A “choice of law clause” is precisely what the name suggests. When your company signs a contract that has one of these, you’re agreeing that a particular state’s law will govern the contract and any future dispute.
Lawyers carefully consider potential outcomes of hypothetical disputes when drafting contracts. This is especially true when it comes to choice of law provisions. Predicting outcomes is easier when you know which law will be applied.
A common choice of law clause, prepared by corporate lawyers for their big business clients, calls for Delaware law. Delaware has a well-developed and predictable body of corporate law naturally favored by large corporations and their lawyers.

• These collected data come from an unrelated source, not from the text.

//! 题目生成网关 - 业务能力层
//!
//! 把协作方的响应整理成明确的结果：完整成功、部分成功、失败。
//! 部分成功不是错误，由调用方给出警告后继续。

use std::sync::Arc;

use anyhow::Result;
use async_trait::async_trait;
use tracing::{debug, info, warn};

use crate::error::GenerationError;
use crate::models::{
    ExtractedText, GenerationParameters, GenerationRequest, GenerationResponse, GenerationResult,
};

/// 题目生成协作方
#[async_trait]
pub trait QuestionGenerator: Send + Sync {
    async fn generate_questions(&self, request: &GenerationRequest) -> Result<GenerationResponse>;
}

/// 生成结果
#[derive(Debug, Clone, PartialEq)]
pub enum GenerationOutcome {
    /// 数量达到请求数量
    Complete(GenerationResult),
    /// 数量少于请求数量
    Partial(GenerationResult),
}

impl GenerationOutcome {
    pub fn result(&self) -> &GenerationResult {
        match self {
            GenerationOutcome::Complete(r) | GenerationOutcome::Partial(r) => r,
        }
    }

    pub fn into_result(self) -> GenerationResult {
        match self {
            GenerationOutcome::Complete(r) | GenerationOutcome::Partial(r) => r,
        }
    }

    pub fn is_partial(&self) -> bool {
        matches!(self, GenerationOutcome::Partial(_))
    }

    /// 部分成功时给用户的非致命提示
    pub fn warning(&self) -> Option<String> {
        match self {
            GenerationOutcome::Complete(_) => None,
            GenerationOutcome::Partial(r) => Some(format!(
                "Generated {} questions instead of {}. Proceeding anyway.",
                r.actual_count, r.requested_count
            )),
        }
    }
}

impl From<GenerationResult> for GenerationOutcome {
    fn from(result: GenerationResult) -> Self {
        if result.is_partial() {
            GenerationOutcome::Partial(result)
        } else {
            GenerationOutcome::Complete(result)
        }
    }
}

/// 题目生成网关
pub struct GenerationGateway {
    generator: Arc<dyn QuestionGenerator>,
}

impl GenerationGateway {
    pub fn new(generator: Arc<dyn QuestionGenerator>) -> Self {
        Self { generator }
    }

    /// 调用协作方生成题目
    ///
    /// 词数下限由调用方保证
    pub async fn generate(
        &self,
        text: &ExtractedText,
        params: &GenerationParameters,
    ) -> Result<GenerationOutcome, GenerationError> {
        let request = GenerationRequest::new(text.as_str(), params);
        debug!(
            "[生成] 请求 {} 道 {} 题 (难度: {})",
            request.count,
            request.question_type.as_str(),
            request.difficulty.as_str()
        );

        let response = self
            .generator
            .generate_questions(&request)
            .await
            .map_err(|e| {
                warn!("[生成] ⚠️ 协作方调用失败: {:#}", e);
                GenerationError::Failed(format!("{:#}", e))
            })?;

        if !response.success {
            let cause = response
                .error
                .filter(|e| !e.trim().is_empty())
                .unwrap_or_else(|| "Unexpected error occurred.".to_string());
            warn!("[生成] ⚠️ 协作方返回失败: {}", cause);
            return Err(GenerationError::Failed(cause));
        }

        if response.requested_count != 0 && response.requested_count != params.requested_count {
            debug!(
                "[生成] 协作方回报的请求数量 {} 与参数 {} 不一致，以参数为准",
                response.requested_count, params.requested_count
            );
        }
        let outcome = GenerationOutcome::from(GenerationResult::new(
            response.questions,
            params.requested_count,
        ));

        let result = outcome.result();
        if outcome.is_partial() {
            warn!(
                "[生成] ⚠️ 只生成了 {}/{} 道题",
                result.actual_count, result.requested_count
            );
        } else {
            info!("[生成] ✓ 生成了 {} 道题", result.actual_count);
        }
        Ok(outcome)
    }
}
//! 静态图片设备
//!
//! 用一张图片文件模拟摄像头，方便在没有摄像头的环境里跑完整流程

use std::path::Path;
use std::sync::atomic::{AtomicBool, Ordering};
use std::sync::Arc;

use anyhow::{Context, Result};
use async_trait::async_trait;
use image::RgbImage;
use tracing::debug;

use crate::infrastructure::camera::{CaptureDevice, DeviceError, Facing, PreviewStream};

/// 以固定图片作为预览画面的设备
///
/// 与真实摄像头一样是独占的：已被打开时再次打开会返回 `InUse`
pub struct StillImageDevice {
    image: RgbImage,
    claimed: Arc<AtomicBool>,
}

impl StillImageDevice {
    pub fn from_image(image: RgbImage) -> Self {
        Self {
            image,
            claimed: Arc::new(AtomicBool::new(false)),
        }
    }

    /// 从图片文件加载
    pub fn open_file(path: impl AsRef<Path>) -> Result<Self> {
        let path = path.as_ref();
        let image = image::open(path)
            .with_context(|| format!("无法读取图片: {}", path.display()))?
            .to_rgb8();
        debug!(
            "已加载图片 {} ({}x{})",
            path.display(),
            image.width(),
            image.height()
        );
        Ok(Self::from_image(image))
    }

    /// 是否有一路流正在占用
    pub fn is_claimed(&self) -> bool {
        self.claimed.load(Ordering::SeqCst)
    }
}

#[async_trait]
impl CaptureDevice for StillImageDevice {
    async fn open(&self, facing: Facing) -> Result<Box<dyn PreviewStream>, DeviceError> {
        if self.claimed.swap(true, Ordering::SeqCst) {
            return Err(DeviceError::InUse(
                "图片设备已被另一个会话占用".to_string(),
            ));
        }
        debug!("静态图片设备忽略朝向参数 {:?}", facing);
        Ok(Box::new(StillImageStream {
            image: self.image.clone(),
            claimed: self.claimed.clone(),
            stopped: false,
        }))
    }
}

struct StillImageStream {
    image: RgbImage,
    claimed: Arc<AtomicBool>,
    stopped: bool,
}

impl PreviewStream for StillImageStream {
    fn current_frame(&self) -> Option<RgbImage> {
        if self.stopped {
            None
        } else {
            Some(self.image.clone())
        }
    }

    fn stop(&mut self) {
        if !self.stopped {
            self.stopped = true;
            self.claimed.store(false, Ordering::SeqCst);
        }
    }
}

impl Drop for StillImageStream {
    fn drop(&mut self) {
        self.stop();
    }
}

#[cfg(test)]
mod tests {
    use super::*;

    fn device() -> StillImageDevice {
        StillImageDevice::from_image(RgbImage::from_pixel(4, 4, image::Rgb([255, 255, 255])))
    }

    #[tokio::test]
    async fn test_second_open_reports_in_use() {
        let device = device();
        let _stream = device.open(Facing::Environment).await.unwrap();

        assert!(device.is_claimed());
        assert!(matches!(
            device.open(Facing::Environment).await,
            Err(DeviceError::InUse(_))
        ));
    }

    #[tokio::test]
    async fn test_stop_frees_device() {
        let device = device();
        let mut stream = device.open(Facing::User).await.unwrap();
        assert!(stream.current_frame().is_some());

        stream.stop();
        assert!(stream.current_frame().is_none());
        assert!(!device.is_claimed());
        assert!(device.open(Facing::User).await.is_ok());
    }

    #[test]
    fn test_drop_frees_device() {
        let device = device();
        let stream = tokio_test::block_on(device.open(Facing::Environment)).unwrap();
        drop(stream);

        assert!(!device.is_claimed());
    }

    #[test]
    fn test_missing_file() {
        assert!(StillImageDevice::open_file("/definitely/not/here.png").is_err());
    }
}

But what if you are a small software developer in California? You’d might expect California to have a more robust system of laws in the area of IT. In that case you’re wise to insist on a clause stating the agreement shall be governed by the laws of California.
Keep in mind that like forum selection clauses, (refer to Contract Negotiation Tip 002), choice of law issues can be complex. Expensive legal battles can be waged over the enforceability of a choice of law clause before the underlying matter is ever heard by a court on its merits. It’s important that your choice of law be upheld. As a very general guideline, to be enforceable, there must be an adequate connection between the parties or transaction and the state law chosen.

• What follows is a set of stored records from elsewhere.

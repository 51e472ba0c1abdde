//! 题目数量策略
//!
//! 根据识别文本的词数决定最多能出多少道题，以及界面上可选的数量。
//! 纯函数，没有副作用。

use serde::Serialize;

use crate::config::Config;
use crate::error::ValidationError;

/// 可选的预设题目数量（升序）
pub const PRESET_COUNTS: [u32; 5] = [10, 20, 30, 40, 50];

/// 按空白分隔统计词数
pub fn word_count(text: &str) -> usize {
    text.split_whitespace().count()
}

/// 某段文本对应的题目数量约束
#[derive(Debug, Clone, PartialEq, Eq, Serialize)]
pub struct QuestionConstraints {
    pub word_count: usize,
    /// 题目数量上限
    pub max_questions: u32,
    /// 可选数量，非空且升序
    pub selectable_counts: Vec<u32>,
}

#[derive(Debug, Clone, Copy, PartialEq, Eq)]
pub struct WordCountPolicy {
    /// 生成题目所需的最少词数
    pub min_words: usize,
    pub words_per_question: usize,
    pub min_ceiling: u32,
    pub max_ceiling: u32,
    /// 没有任何预设值不超过上限时的兜底数量
    pub fallback_count: u32,
}

impl Default for WordCountPolicy {
    fn default() -> Self {
        Self {
            min_words: 20,
            words_per_question: 10,
            min_ceiling: 10,
            max_ceiling: 50,
            fallback_count: 10,
        }
    }
}

impl WordCountPolicy {
    pub fn from_config(config: &Config) -> Self {
        Self {
            min_words: config.min_words_for_generation,
            words_per_question: config.words_per_question,
            min_ceiling: config.min_question_ceiling,
            max_ceiling: config.max_question_ceiling,
            fallback_count: config.fallback_question_count,
        }
    }

    /// 题目数量上限
    ///
    /// 每 `words_per_question` 个词允许一道题，结果限制在
    /// `[min_ceiling, max_ceiling]` 之间，随词数单调不减。
    pub fn max_questions(&self, word_count: usize) -> u32 {
        let by_length = word_count / self.words_per_question.max(1);
        let by_length = u32::try_from(by_length).unwrap_or(u32::MAX);
        let upper = self.max_ceiling.max(self.min_ceiling);
        by_length.clamp(self.min_ceiling, upper)
    }

    /// 不超过上限的预设数量；一个都没有时返回兜底数量
    pub fn selectable_counts(&self, max_questions: u32) -> Vec<u32> {
        let counts: Vec<u32> = PRESET_COUNTS
            .iter()
            .copied()
            .filter(|&n| n <= max_questions)
            .collect();

        if counts.is_empty() {
            vec![self.fallback_count]
        } else {
            counts
        }
    }

    /// 把选择约束到可选值上
    ///
    /// 取不超过 `selected` 的最大可选值；比所有可选值都小时取最小的可选值。
    /// 已经是可选值的选择保持不变。
    pub fn clamp_selection(&self, selected: u32, max_questions: u32) -> u32 {
        let counts = self.selectable_counts(max_questions);
        counts
            .iter()
            .rev()
            .copied()
            .find(|&n| n <= selected)
            .or_else(|| counts.first().copied())
            .unwrap_or(self.fallback_count)
    }

    pub fn constraints(&self, word_count: usize) -> QuestionConstraints {
        let max_questions = self.max_questions(word_count);
        QuestionConstraints {
            word_count,
            max_questions,
            selectable_counts: self.selectable_counts(max_questions),
        }
    }

    /// 生成前的本地校验
    pub fn check_generation_allowed(&self, word_count: usize) -> Result<(), ValidationError> {
        if word_count < self.min_words {
            return Err(ValidationError::TextTooShort {
                word_count,
                min_words: self.min_words,
            });
        }
        Ok(())
    }
}

#[cfg(test)]
mod tests {
    use super::*;

    fn words(n: usize) -> String {
        vec!["word"; n].join(" ")
    }

    #[test]
    fn test_word_count_whitespace_tokens() {
        assert_eq!(word_count(""), 0);
        assert_eq!(word_count("   \n\t "), 0);
        assert_eq!(word_count("one two\tthree\nfour  five"), 5);

        let text = words(25);
        assert_eq!(word_count(&text), 25);
        assert_eq!(word_count(&text), word_count(&text));
    }

    #[test]
    fn test_max_questions_monotonic() {
        let policy = WordCountPolicy::default();
        let mut previous = policy.max_questions(0);
        for wc in 0..2000 {
            let current = policy.max_questions(wc);
            assert!(current >= previous, "上限在 {} 词处下降", wc);
            assert!(current <= 50);
            previous = current;
        }
    }

    #[test]
    fn test_max_questions_tiers() {
        let policy = WordCountPolicy::default();
        assert_eq!(policy.max_questions(0), 10);
        assert_eq!(policy.max_questions(25), 10);
        assert_eq!(policy.max_questions(350), 35);
        assert_eq!(policy.max_questions(10_000), 50);
    }

    #[test]
    fn test_selectable_counts_bounded_by_ceiling() {
        let policy = WordCountPolicy::default();
        assert_eq!(policy.selectable_counts(35), vec![10, 20, 30]);
        assert_eq!(policy.selectable_counts(50), vec![10, 20, 30, 40, 50]);
        assert_eq!(policy.selectable_counts(10), vec![10]);

        for ceiling in 0..=60 {
            let counts = policy.selectable_counts(ceiling);
            assert!(!counts.is_empty());
            assert!(counts.windows(2).all(|w| w[0] < w[1]));
            assert!(counts.iter().all(|c| PRESET_COUNTS.contains(c)));
        }
    }

    #[test]
    fn test_selectable_counts_fallback_below_smallest_preset() {
        let policy = WordCountPolicy::default();
        assert_eq!(policy.selectable_counts(5), vec![10]);
        assert_eq!(policy.selectable_counts(0), vec![10]);
        assert_eq!(policy.clamp_selection(40, 5), 10);
    }

    #[test]
    fn test_clamp_selection_to_largest_remaining() {
        let policy = WordCountPolicy::default();
        assert_eq!(policy.clamp_selection(40, 35), 30);
        assert_eq!(policy.clamp_selection(20, 35), 20);

        // 文本未变化时重新计算不改变选择
        let constraints = policy.constraints(350);
        let selected = policy.clamp_selection(30, constraints.max_questions);
        assert_eq!(policy.clamp_selection(selected, constraints.max_questions), selected);
    }

    #[test]
    fn test_clamp_selection_snaps_to_presets() {
        let policy = WordCountPolicy::default();
        assert_eq!(policy.clamp_selection(13, 35), 10);
        assert_eq!(policy.clamp_selection(29, 50), 20);
        assert_eq!(policy.clamp_selection(5, 50), 10);
        assert_eq!(policy.clamp_selection(50, 50), 50);
    }

    #[test]
    fn test_generation_threshold() {
        let policy = WordCountPolicy::default();
        assert!(policy.check_generation_allowed(25).is_ok());
        assert!(policy.check_generation_allowed(20).is_ok());
        assert_eq!(
            policy.check_generation_allowed(15),
            Err(ValidationError::TextTooShort {
                word_count: 15,
                min_words: 20
            })
        );
    }

    #[test]
    fn test_inverted_ceiling_config_does_not_panic() {
        let policy = WordCountPolicy {
            min_ceiling: 30,
            max_ceiling: 20,
            ..WordCountPolicy::default()
        };
        assert_eq!(policy.max_questions(0), 30);
    }
}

Also, keep in mind that it’s generally better to have the choice of law, and forum, of the same state. The outcome will be easier to predict when the matter is being decided by a court applying the law of its own state.

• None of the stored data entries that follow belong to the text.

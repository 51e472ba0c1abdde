//! 摄像头资源 - 基础设施层
//!
//! 唯一持有摄像头流的地方，只暴露"获取 / 拍照 / 释放"三种能力

use std::str::FromStr;
use std::sync::Arc;

use async_trait::async_trait;
use image::codecs::jpeg::JpegEncoder;
use image::RgbImage;
use serde::{Deserialize, Serialize};
use thiserror::Error;
use tracing::{debug, info, warn};
use uuid::Uuid;

use crate::error::CameraError;
use crate::models::CapturedFrame;

/// 摄像头朝向
#[derive(Debug, Clone, Copy, PartialEq, Eq, Default, Serialize, Deserialize)]
#[serde(rename_all = "lowercase")]
pub enum Facing {
    /// 前置
    User,
    /// 后置
    #[default]
    Environment,
}

impl FromStr for Facing {
    type Err = String;

    fn from_str(s: &str) -> Result<Self, Self::Err> {
        match s.trim().to_ascii_lowercase().as_str() {
            "user" | "front" => Ok(Facing::User),
            "environment" | "back" | "rear" => Ok(Facing::Environment),
            other => Err(format!("未知摄像头朝向: {}", other)),
        }
    }
}

/// 平台设备返回的原始错误
#[derive(Debug, Error)]
pub enum DeviceError {
    /// 设备已被其他程序占用
    #[error("设备被占用: {0}")]
    InUse(String),
    /// 用户拒绝授权
    #[error("权限被拒绝: {0}")]
    PermissionDenied(String),
    /// 没有可用设备
    #[error("未找到设备: {0}")]
    NotFound(String),
    #[error("设备错误: {0}")]
    Other(String),
}

impl From<DeviceError> for CameraError {
    fn from(err: DeviceError) -> Self {
        match err {
            DeviceError::InUse(reason) => CameraError::Busy(reason),
            other => CameraError::Denied(other.to_string()),
        }
    }
}

/// 平台的摄像头采集能力
#[async_trait]
pub trait CaptureDevice: Send + Sync {
    /// 请求摄像头访问，成功后返回一路实时预览流
    async fn open(&self, facing: Facing) -> Result<Box<dyn PreviewStream>, DeviceError>;
}

/// 一路已绑定的实时预览流
pub trait PreviewStream: Send {
    /// 当前预览画面；没有可用画面时返回 None
    fn current_frame(&self) -> Option<RgbImage>;

    /// 停止所有轨道
    fn stop(&mut self);
}

/// 已获取的流的标识
#[derive(Debug, Clone, Copy, PartialEq, Eq)]
pub struct StreamHandle {
    pub id: Uuid,
    pub facing: Facing,
}

struct ActiveStream {
    handle: StreamHandle,
    stream: Box<dyn PreviewStream>,
}

/// 摄像头资源
///
/// 职责：
/// - 独占持有摄像头流，同一时间最多一路
/// - 重新获取前先释放旧流
/// - 每次成功获取恰好对应一次释放（显式释放或 Drop）
pub struct CameraResource {
    device: Arc<dyn CaptureDevice>,
    active: Option<ActiveStream>,
    jpeg_quality: u8,
}

impl CameraResource {
    pub fn new(device: Arc<dyn CaptureDevice>) -> Self {
        Self {
            device,
            active: None,
            jpeg_quality: 90,
        }
    }

    pub fn with_jpeg_quality(mut self, quality: u8) -> Self {
        self.jpeg_quality = quality.clamp(1, 100);
        self
    }

    /// 获取摄像头并绑定预览
    pub async fn acquire(&mut self, facing: Facing) -> Result<StreamHandle, CameraError> {
        if self.release() {
            debug!("[Camera] 重新获取前已释放旧的流");
        }

        info!("[Camera] 正在请求摄像头访问 ({:?})...", facing);
        match self.device.open(facing).await {
            Ok(stream) => {
                let handle = StreamHandle {
                    id: Uuid::new_v4(),
                    facing,
                };
                self.active = Some(ActiveStream { handle, stream });
                info!("[Camera] ✓ 摄像头已就绪 (流 {})", handle.id);
                Ok(handle)
            }
            Err(e) => {
                warn!("[Camera] ⚠️ 摄像头访问失败: {}", e);
                Err(e.into())
            }
        }
    }

    /// 把当前预览画面编码成 JPEG 静态画面
    pub fn capture(&self) -> Result<CapturedFrame, CameraError> {
        let active = self.active.as_ref().ok_or(CameraError::NotReady)?;
        let image = active.stream.current_frame().ok_or_else(|| {
            warn!("[Camera] 预览流 {} 还没有画面", active.handle.id);
            CameraError::NotReady
        })?;

        let (width, height) = image.dimensions();
        let mut jpeg = Vec::new();
        JpegEncoder::new_with_quality(&mut jpeg, self.jpeg_quality)
            .encode_image(&image)
            .map_err(|e| {
                warn!("[Camera] ⚠️ JPEG 编码失败: {}", e);
                CameraError::NotReady
            })?;

        let frame = CapturedFrame::new(jpeg, width, height);
        info!("[Camera] ✓ 已拍摄 {}", frame);
        Ok(frame)
    }

    /// 释放摄像头，可重复调用
    ///
    /// 返回本次调用是否真的停止了一路流
    pub fn release(&mut self) -> bool {
        match self.active.take() {
            Some(mut active) => {
                active.stream.stop();
                info!("[Camera] 已释放摄像头流 {}", active.handle.id);
                true
            }
            None => false,
        }
    }

    pub fn is_live(&self) -> bool {
        self.active.is_some()
    }

    pub fn handle(&self) -> Option<StreamHandle> {
        self.active.as_ref().map(|a| a.handle)
    }
}

impl Drop for CameraResource {
    fn drop(&mut self) {
        self.release();
    }
}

Additionally, be aware that contracts containing arbitration clauses (refer to Contract Negotiation Tip 001) also generally have choice of law clauses. Parties are free to not only use these privatized tribunals but can agree to use the body of law of their own choosing. This can get rather interesting when negotiating a contract that calls for international commercial arbitration.
Conflict of law clauses, like forum selection and mandatory arbitration clauses, often go overlooked in boiler plate contracts. Regardless of whether these clauses are tucked away in the fine print, they are generally enforceable and can greatly impact the outcome of any dispute.